When the plantar fascia ligament becomes inflamed or even begins to degenerate, it has a reduced ability to absorb and distribute impact in the foot from walking or running. In this case, the heel fat pad may become strained, worn or injured much more quickly than it would otherwise.

  • Improper gait (manner of walking)

Having overpronated or underpronated feet (feet which lean inwards or outwards, respectively) can cause heel pad pain, because with walking or running, the heel strikes the ground in a suboptimal way. This can lead to the heel fat pad thinning or becoming inflamed in the particular areas where it strikes the ground most forcefully.

  • Fat pad atrophy due to medical conditions

There are some medical conditions that may contribute to the shrinking of the heel fat paid, causing heel pad pain. These include type 2 diabetes, lupus, and rheumatoid arthritis.

Heel spurs can contribute to heel pad pain by physically digging into the heel fat pad.

The health of the foot arch and gait are the two biggest factors in contributing to heel pad pain. During walking, the feet absorb the impact of approximately two times the weight of the person’s body. When running or jumping, this force is even greater. The way the heel strikes the ground surface as a person moves will generally determine where the heel pad will wear down most quickly. Likewise, the arch of the foot functions to prop the foot up correctly, and if that arch is strained or injured (such as what happens with plantar fasciitis), this puts extra pressure on the heel pad.

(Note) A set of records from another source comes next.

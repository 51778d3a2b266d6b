//! Request executor: one logical page fetch with rate-limit retries

use super::{ApiClient, Auth, FetchOutcome, RetryPolicy, Sleeper, TokioSleeper};
use crate::config::Config;
use crate::etl::{Cursor, Extractor, Page};
use eyre::Result;

/// Fetches pages through an [`ApiClient`], absorbing 429 responses.
///
/// A rate-limited request is retried unchanged after waiting as long as the
/// server asked, for as long as the [`RetryPolicy`] allows. Bad requests and
/// other non-200 statuses are logged and reported as `None`, which tells the
/// pipeline to stop the current method. Transport failures propagate.
pub struct RequestExecutor<S = TokioSleeper> {
    client: ApiClient,
    policy: RetryPolicy,
    sleeper: S,
}

impl RequestExecutor<TokioSleeper> {
    /// Build an executor that sleeps on the tokio timer
    pub fn try_new(config: &Config) -> Result<Self> {
        Self::with_sleeper(config, TokioSleeper)
    }
}

impl<S: Sleeper> RequestExecutor<S> {
    /// Build an executor with a custom sleeper
    pub fn with_sleeper(config: &Config, sleeper: S) -> Result<Self> {
        let client = ApiClient::try_new(
            config.url.clone(),
            Auth::new(config.api_key.clone()),
            config.limit,
        )?;
        Ok(Self::from_client(client, config.retry, sleeper))
    }

    pub fn from_client(client: ApiClient, policy: RetryPolicy, sleeper: S) -> Self {
        Self {
            client,
            policy,
            sleeper,
        }
    }

    pub fn client(&self) -> &ApiClient {
        &self.client
    }

    /// Fetch the page of `method` after `cursor`
    ///
    /// Returns `None` when the method should not be extracted any further.
    ///
    /// # Errors
    /// Returns an error on transport failures or an undecodable page
    pub async fn fetch(&self, method: &str, cursor: Option<&Cursor>) -> Result<Option<Page>> {
        let mut retries = 0;
        loop {
            match self.client.get_page(method, cursor).await? {
                FetchOutcome::Page(page) => return Ok(Some(page)),
                FetchOutcome::RateLimited(requested) => {
                    if !self.policy.allows_retry(retries) {
                        log::error!(
                            "Still rate limited after {} retries for method: {}, giving up",
                            retries,
                            method
                        );
                        return Ok(None);
                    }
                    let wait = self.policy.wait_for(requested);
                    log::warn!(
                        "Rate limited. Retrying in {} seconds for method: {}",
                        wait.as_secs_f64(),
                        method
                    );
                    self.sleeper.sleep(wait).await;
                    retries += 1;
                }
                FetchOutcome::BadRequest(body) => {
                    log::warn!("Bad request for method: {}. Message: {}", method, body);
                    return Ok(None);
                }
                FetchOutcome::Failed(status) => {
                    log::error!(
                        "Failed to fetch data for method: {}. Status: {}",
                        method,
                        status
                    );
                    return Ok(None);
                }
            }
        }
    }
}

impl<S: Sleeper> Extractor for RequestExecutor<S> {
    async fn extract(&self, method: &str, cursor: Option<&Cursor>) -> Result<Option<Page>> {
        self.fetch(method, cursor).await
    }
}
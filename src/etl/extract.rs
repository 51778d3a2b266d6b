//! Extractor trait for fetching one page of a paginated resource

use super::{Cursor, Page};
use eyre::Result;

/// Extractor trait for fetching pages from a paginated source
///
/// Implementors fetch exactly one page per call. A returned `None` means the
/// source refused the request and extraction of that method should stop;
/// an `Err` is a fatal failure (network, decoding) that ends the whole run.
///
/// # Example
/// ```no_run
/// use pagex::etl::{Cursor, Extractor, Page};
/// use eyre::Result;
///
/// struct SinglePage;
///
/// impl Extractor for SinglePage {
///     async fn extract(&self, _method: &str, _cursor: Option<&Cursor>) -> Result<Option<Page>> {
///         Ok(Some(Page::new(vec![serde_json::json!({"id": 1})], false)))
///     }
/// }
/// ```
pub trait Extractor: Send + Sync {
    /// Fetch the page of `method` that follows `cursor`
    ///
    /// `cursor` is `None` for the first page.
    ///
    /// # Errors
    /// Returns an error if the request could not be completed or decoded
    fn extract(
        &self,
        method: &str,
        cursor: Option<&Cursor>,
    ) -> impl std::future::Future<Output = Result<Option<Page>>> + Send;
}
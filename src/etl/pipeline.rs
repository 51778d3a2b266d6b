//! Pipeline orchestration for paginated extraction

use super::{Cursor, Extractor, Loader};
use eyre::Result;
use std::fmt;

/// Why extraction of a method ended. None of these are errors.
#[derive(Debug, Clone, Copy, PartialEq, Eq)]
pub enum StopReason {
    /// The extractor returned no page (bad request, server error, gave up retrying)
    Rejected,
    /// A page came back with `has_more: false`
    Exhausted,
    /// A page came back with no records
    EmptyPage,
    /// The last record of a page had no usable `id` to continue from
    MissingCursor,
}

impl fmt::Display for StopReason {
    fn fmt(&self, f: &mut fmt::Formatter<'_>) -> fmt::Result {
        match self {
            Self::Rejected => write!(f, "request rejected"),
            Self::Exhausted => write!(f, "no more pages"),
            Self::EmptyPage => write!(f, "empty page"),
            Self::MissingCursor => write!(f, "missing cursor"),
        }
    }
}

/// Outcome of extracting one method
#[derive(Debug, Clone, PartialEq, Eq)]
pub struct Summary {
    pub method: String,
    /// Pages successfully fetched (rejected fetches are not counted)
    pub pages: usize,
    /// Records handed to the loader
    pub records: usize,
    pub stop: StopReason,
}

/// Extraction pipeline that walks every page of a method and loads each one
///
/// Pages are strictly sequential: the cursor for page N+1 comes from page N,
/// and page N is fully loaded before page N+1 is requested.
///
/// # Example
/// ```no_run
/// use pagex::client::RequestExecutor;
/// use pagex::config::Config;
/// use pagex::etl::Pipeline;
/// use pagex::storage::OutputDirectory;
///
/// # async fn example() -> eyre::Result<()> {
/// let config = Config::from_env()?;
/// let pipeline = Pipeline::new(
///     RequestExecutor::try_new(&config)?,
///     OutputDirectory::new(&config.data_folder)?,
/// );
///
/// let summaries = pipeline.run(["customers", "invoices"]).await?;
/// println!("Extracted {} method(s)", summaries.len());
/// # Ok(())
/// # }
/// ```
pub struct Pipeline<E, L> {
    extractor: E,
    loader: L,
}

impl<E, L> Pipeline<E, L>
where
    E: Extractor,
    L: Loader,
{
    /// Create a new pipeline
    pub fn new(extractor: E, loader: L) -> Self {
        Self { extractor, loader }
    }

    /// Extract every method in order, one after another
    ///
    /// A method that stops early (for example on a bad request) does not
    /// affect the methods after it.
    ///
    /// # Errors
    /// Returns the first fatal error; methods after it are not attempted
    pub async fn run<I, S>(&self, methods: I) -> Result<Vec<Summary>>
    where
        I: IntoIterator<Item = S>,
        S: AsRef<str>,
    {
        let mut summaries = Vec::new();
        for method in methods {
            summaries.push(self.extract(method.as_ref()).await?);
        }
        Ok(summaries)
    }

    /// Extract all pages of a single method
    ///
    /// Steps, per page:
    /// 1. Fetch the page after the current cursor
    /// 2. Stop if the fetch was rejected or the page is empty
    /// 3. Load the page's records
    /// 4. Stop if the page says there is nothing more
    /// 5. Continue from the last record's `id`
    ///
    /// # Errors
    /// Returns an error if the extractor or loader fails
    pub async fn extract(&self, method: &str) -> Result<Summary> {
        let mut cursor: Option<Cursor> = None;
        let mut pages = 0;
        let mut records = 0;

        let stop = loop {
            log::info!("Extracting page {} for method {}", pages + 1, method);

            let Some(page) = self.extractor.extract(method, cursor.as_ref()).await? else {
                break StopReason::Rejected;
            };
            pages += 1;

            if page.data.is_empty() {
                log::info!("No more data available for method: {}", method);
                break StopReason::EmptyPage;
            }

            records += self.loader.load(method, &page.data).await?;
            log::debug!(
                "Loaded {} record(s) from page {} of {}",
                page.data.len(),
                pages,
                method
            );

            if !page.has_more {
                log::info!("No more data available for method: {}", method);
                break StopReason::Exhausted;
            }

            match page.next_cursor() {
                Some(next) => cursor = Some(next),
                None => {
                    log::error!(
                        "Last record on page {} of {} has no string or integer id, cannot continue",
                        pages,
                        method
                    );
                    break StopReason::MissingCursor;
                }
            }
        };

        Ok(Summary {
            method: method.to_string(),
            pages,
            records,
            stop,
        })
    }
}

#[cfg(test)]
mod tests {
    use super::*;
    use crate::etl::Page;
    use serde_json::{Value, json};
    use std::collections::VecDeque;
    use std::sync::Mutex;

    /// Replays scripted responses and records the cursor of every call
    struct ScriptedExtractor {
        pages: Mutex<VecDeque<Option<Page>>>,
        calls: Mutex<Vec<(String, Option<Cursor>)>>,
    }

    impl ScriptedExtractor {
        fn new(pages: Vec<Option<Page>>) -> Self {
            Self {
                pages: Mutex::new(pages.into()),
                calls: Mutex::new(Vec::new()),
            }
        }

        fn cursors(&self) -> Vec<Option<String>> {
            self.calls
                .lock()
                .unwrap()
                .iter()
                .map(|(_, c)| c.as_ref().map(|c| c.to_string()))
                .collect()
        }
    }

    impl Extractor for ScriptedExtractor {
        async fn extract(&self, method: &str, cursor: Option<&Cursor>) -> Result<Option<Page>> {
            self.calls
                .lock()
                .unwrap()
                .push((method.to_string(), cursor.cloned()));
            Ok(self.pages.lock().unwrap().pop_front().flatten())
        }
    }

    #[derive(Default)]
    struct MemoryLoader(Mutex<Vec<(String, Value)>>);

    impl MemoryLoader {
        fn records(&self, method: &str) -> Vec<Value> {
            self.0
                .lock()
                .unwrap()
                .iter()
                .filter(|(m, _)| m == method)
                .map(|(_, v)| v.clone())
                .collect()
        }
    }

    impl Loader for MemoryLoader {
        async fn load(&self, method: &str, records: &[Value]) -> Result<usize> {
            let mut store = self.0.lock().unwrap();
            store.extend(records.iter().map(|r| (method.to_string(), r.clone())));
            Ok(records.len())
        }
    }

    fn page(ids: &[i64], has_more: bool) -> Option<Page> {
        Some(Page::new(ids.iter().map(|id| json!({"id": id})).collect(), has_more))
    }

    #[tokio::test]
    async fn test_two_pages_with_cursor() {
        let pipeline = Pipeline::new(
            ScriptedExtractor::new(vec![page(&[1, 2], true), page(&[3], false)]),
            MemoryLoader::default(),
        );

        let summary = pipeline.extract("charges").await.unwrap();
        assert_eq!(summary.pages, 2);
        assert_eq!(summary.records, 3);
        assert_eq!(summary.stop, StopReason::Exhausted);
        assert_eq!(
            pipeline.extractor.cursors(),
            vec![None, Some("2".to_string())]
        );
        assert_eq!(
            pipeline.loader.records("charges"),
            vec![json!({"id": 1}), json!({"id": 2}), json!({"id": 3})]
        );
    }

    #[tokio::test]
    async fn test_stops_after_k_fetches() {
        let pipeline = Pipeline::new(
            ScriptedExtractor::new(vec![
                page(&[1], true),
                page(&[2], true),
                page(&[3], true),
                page(&[4], false),
                page(&[5], true),
            ]),
            MemoryLoader::default(),
        );

        let summary = pipeline.extract("events").await.unwrap();
        assert_eq!(summary.pages, 4);
        assert_eq!(pipeline.extractor.calls.lock().unwrap().len(), 4);
        assert_eq!(
            pipeline.extractor.cursors(),
            vec![
                None,
                Some("1".to_string()),
                Some("2".to_string()),
                Some("3".to_string())
            ]
        );
    }

    #[tokio::test]
    async fn test_empty_page_stops_without_writing() {
        let pipeline = Pipeline::new(
            ScriptedExtractor::new(vec![page(&[], true), page(&[1], false)]),
            MemoryLoader::default(),
        );

        let summary = pipeline.extract("refunds").await.unwrap();
        assert_eq!(summary.stop, StopReason::EmptyPage);
        assert_eq!(summary.pages, 1);
        assert_eq!(summary.records, 0);
        assert!(pipeline.loader.records("refunds").is_empty());
    }

    #[tokio::test]
    async fn test_last_page_is_written() {
        let pipeline = Pipeline::new(
            ScriptedExtractor::new(vec![page(&[7, 8], false)]),
            MemoryLoader::default(),
        );

        let summary = pipeline.extract("payouts").await.unwrap();
        assert_eq!(summary.stop, StopReason::Exhausted);
        assert_eq!(pipeline.loader.records("payouts").len(), 2);
    }

    #[tokio::test]
    async fn test_rejected_fetch_stops() {
        let pipeline = Pipeline::new(
            ScriptedExtractor::new(vec![page(&[1], true), None, page(&[2], false)]),
            MemoryLoader::default(),
        );

        let summary = pipeline.extract("disputes").await.unwrap();
        assert_eq!(summary.stop, StopReason::Rejected);
        assert_eq!(summary.pages, 1);
        assert_eq!(summary.records, 1);
    }

    #[tokio::test]
    async fn test_missing_id_stops_after_write() {
        let pipeline = Pipeline::new(
            ScriptedExtractor::new(vec![
                Some(Page::new(vec![json!({"id": 1}), json!({"name": "no id"})], true)),
                page(&[2], false),
            ]),
            MemoryLoader::default(),
        );

        let summary = pipeline.extract("products").await.unwrap();
        assert_eq!(summary.stop, StopReason::MissingCursor);
        assert_eq!(summary.records, 2);
        assert_eq!(pipeline.extractor.calls.lock().unwrap().len(), 1);
    }

    #[tokio::test]
    async fn test_run_continues_after_rejected_method() {
        let pipeline = Pipeline::new(
            ScriptedExtractor::new(vec![None, page(&[1, 2], false)]),
            MemoryLoader::default(),
        );

        let summaries = pipeline.run(["broken", "customers"]).await.unwrap();
        assert_eq!(summaries.len(), 2);
        assert_eq!(summaries[0].stop, StopReason::Rejected);
        assert_eq!(summaries[1].method, "customers");
        assert_eq!(summaries[1].records, 2);
        assert!(pipeline.loader.records("broken").is_empty());

        let methods: Vec<String> = pipeline
            .extractor
            .calls
            .lock()
            .unwrap()
            .iter()
            .map(|(m, _)| m.clone())
            .collect();
        assert_eq!(methods, vec!["broken", "customers"]);
    }
}
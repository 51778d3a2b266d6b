//! Extraction settings
//!
//! Everything the executor and pipeline need is carried in [`Config`], built
//! from the environment and then adjusted by command-line flags.
//!
//! Environment variables:
//! - `API_URL`: API base URL (required)
//! - `API_KEY`: credential sent as the `apiKey` query parameter (optional)
//! - `PAGE_LIMIT`: records requested per page (optional, defaults to 100)
//! - `DATA_FOLDER`: output folder (optional, defaults to `data`)

use crate::client::RetryPolicy;
use eyre::{Context, Result};
use std::path::PathBuf;
use url::Url;

pub const DEFAULT_PAGE_LIMIT: u32 = 100;
pub const DEFAULT_DATA_FOLDER: &str = "data";

#[derive(Clone)]
pub struct Config {
    pub url: Url,
    pub api_key: Option<String>,
    pub limit: u32,
    pub data_folder: PathBuf,
    pub retry: RetryPolicy,
}

impl Config {
    /// Defaults for everything but the base URL
    pub fn new(url: Url) -> Self {
        Self {
            url,
            api_key: None,
            limit: DEFAULT_PAGE_LIMIT,
            data_folder: PathBuf::from(DEFAULT_DATA_FOLDER),
            retry: RetryPolicy::unbounded(),
        }
    }

    /// Load settings from the process environment
    ///
    /// A missing `API_KEY` is only warned about; requests go out without a
    /// credential and the API decides what to do with them. Call
    /// [`Config::validate`] once any command-line overrides are applied.
    pub fn from_env() -> Result<Self> {
        let url_str = std::env::var("API_URL").context("API_URL environment variable not set")?;
        let url = Url::parse(&url_str).with_context(|| format!("Invalid API_URL: {}", url_str))?;

        let mut config = Self::new(url);

        match std::env::var("API_KEY") {
            Ok(api_key) if !api_key.is_empty() => config.api_key = Some(api_key),
            _ => log::warn!("API_KEY is not set, requests will be sent without a credential"),
        }

        if let Ok(limit) = std::env::var("PAGE_LIMIT") {
            config.limit = limit
                .trim()
                .parse()
                .with_context(|| format!("Invalid PAGE_LIMIT: {}", limit))?;
        }

        if let Ok(folder) = std::env::var("DATA_FOLDER") {
            config.data_folder = PathBuf::from(folder);
        }

        Ok(config)
    }

    pub fn with_api_key(mut self, api_key: impl Into<String>) -> Self {
        self.api_key = Some(api_key.into());
        self
    }

    pub fn with_limit(mut self, limit: u32) -> Self {
        self.limit = limit;
        self
    }

    pub fn with_data_folder(mut self, folder: impl Into<PathBuf>) -> Self {
        self.data_folder = folder.into();
        self
    }

    pub fn with_retry(mut self, retry: RetryPolicy) -> Self {
        self.retry = retry;
        self
    }

    /// Check settings that would otherwise fail on the first request
    pub fn validate(&self) -> Result<()> {
        if self.limit == 0 {
            eyre::bail!("Page limit must be greater than zero");
        }
        if self.url.cannot_be_a_base() {
            eyre::bail!("API_URL cannot be used as a base URL: {}", self.url);
        }
        Ok(())
    }
}

impl std::fmt::Debug for Config {
    fn fmt(&self, f: &mut std::fmt::Formatter<'_>) -> std::fmt::Result {
        f.debug_struct("Config")
            .field("url", &self.url.as_str())
            .field("api_key", &self.api_key.as_ref().map(|_| "<redacted>"))
            .field("limit", &self.limit)
            .field("data_folder", &self.data_folder)
            .field("retry", &self.retry)
            .finish()
    }
}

How is heel pad pain diagnosed?

 During your consultation for your heel pad pain, your sports podiatrist will conduct a thorough physical examination. They will also collect a comprehensive exercise and physical activity history from you. Your sports podiatrist may order a medical imaging test, such as an x-ray or ultrasound to assess the thickness and elasticity of the heel fat pad. A typical healthy heel pad is usually between 1-2cm thick. To assess the heel’s elasticity, your podiatrist may compare the heel’s thickness when standing (bearing the weight of the foot) compared to when it is not. The heel fat pad should be pliable and should adequately compress when you stand; if it is stiff and does not, it may indicate low elasticity.

Being an expert in diagnosing the cause of heel pad pain, your sports podiatrist will be able to differentiate the condition from plantar fasciitis, which is the main differential diagnosis with this type of pain. In a patient with heel pad syndrome, the heel pain is typically most concentrated in the middle of the base of the heel, and tender all over the heel. In comparison, if the problem is plantar fasciitis, the patient will likely be experiencing pain in the part of the heel that is closest towards the toes (ie where the plantar fascia attaches at the heel).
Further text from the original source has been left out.